§ **Brief**: The records that follow must be transcribed exactly, each one in full.

§ **Provided information**:
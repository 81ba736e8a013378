use super::FileSystem;
use anyhow::{Context, Result};
use ignore::WalkBuilder;
use std::fs;
use std::path::{Path, PathBuf};

pub struct RealFileSystem;

impl RealFileSystem {
    pub fn new() -> Self {
        Self
    }
}

impl Default for RealFileSystem {
    fn default() -> Self {
        Self::new()
    }
}

impl FileSystem for RealFileSystem {
    fn exists(&self, path: &Path) -> bool {
        path.exists()
    }

    fn is_dir(&self, path: &Path) -> bool {
        path.is_dir()
    }

    fn is_file(&self, path: &Path) -> bool {
        path.is_file()
    }

    fn read_to_string(&self, path: &Path) -> Result<String> {
        fs::read_to_string(path).context(format!("Failed to read file {:?}", path))
    }

    fn walk_files(&self, root: &Path) -> Result<Vec<PathBuf>> {
        // Probe the root first so an unreadable scope is an error rather than
        // an empty walk.
        fs::read_dir(root).context(format!("Failed to read directory {:?}", root))?;

        let walker = WalkBuilder::new(root)
            .standard_filters(false)
            .follow_links(false)
            .build();

        let mut files = Vec::new();
        for entry in walker {
            let entry = match entry {
                Ok(entry) => entry,
                Err(e) => {
                    tracing::warn!("Skipping unreadable entry under {:?}: {}", root, e);
                    continue;
                }
            };
            if entry.file_type().map(|t| t.is_file()).unwrap_or(false) {
                files.push(entry.into_path());
            }
        }

        files.sort();
        Ok(files)
    }

    fn canonicalize(&self, path: &Path) -> Result<PathBuf> {
        path.canonicalize()
            .context(format!("Failed to canonicalize path {:?}", path))
    }
}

§ **Solution to this exercise**:
repository 81ba736e8a013378
use super::FileSystem;
use anyhow::{Context, Result};
use ignore::WalkBuilder;
use std::fs;
use std::path::{Path, PathBuf};

pub struct RealFileSystem;

impl RealFileSystem {
    pub fn new() -> Self {
        Self
    }
}

impl Default for RealFileSystem {
    fn default() -> Self {
        Self::new()
    }
}

impl FileSystem for RealFileSystem {
    fn exists(&self, path: &Path) -> bool {
        path.exists()
    }

    fn is_dir(&self, path: &Path) -> bool {
        path.is_dir()
    }

    fn is_file(&self, path: &Path) -> bool {
        path.is_file()
    }

    fn read_to_string(&self, path: &Path) -> Result<String> {
        fs::read_to_string(path).context(format!("Failed to read file {:?}", path))
    }

    fn walk_files(&self, root: &Path) -> Result<Vec<PathBuf>> {
        // Probe the root first so an unreadable scope is an error rather than
        // an empty walk.
        fs::read_dir(root).context(format!("Failed to read directory {:?}", root))?;

        let walker = WalkBuilder::new(root)
            .standard_filters(false)
            .follow_links(false)
            .build();

        let mut files = Vec::new();
        for entry in walker {
            let entry = match entry {
                Ok(entry) => entry,
                Err(e) => {
                    tracing::warn!("Skipping unreadable entry under {:?}: {}", root, e);
                    continue;
                }
            };
            if entry.file_type().map(|t| t.is_file()).unwrap_or(false) {
                files.push(entry.into_path());
            }
        }

        files.sort();
        Ok(files)
    }

    fn canonicalize(&self, path: &Path) -> Result<PathBuf> {
        path.canonicalize()
            .context(format!("Failed to canonicalize path {:?}", path))
    }
}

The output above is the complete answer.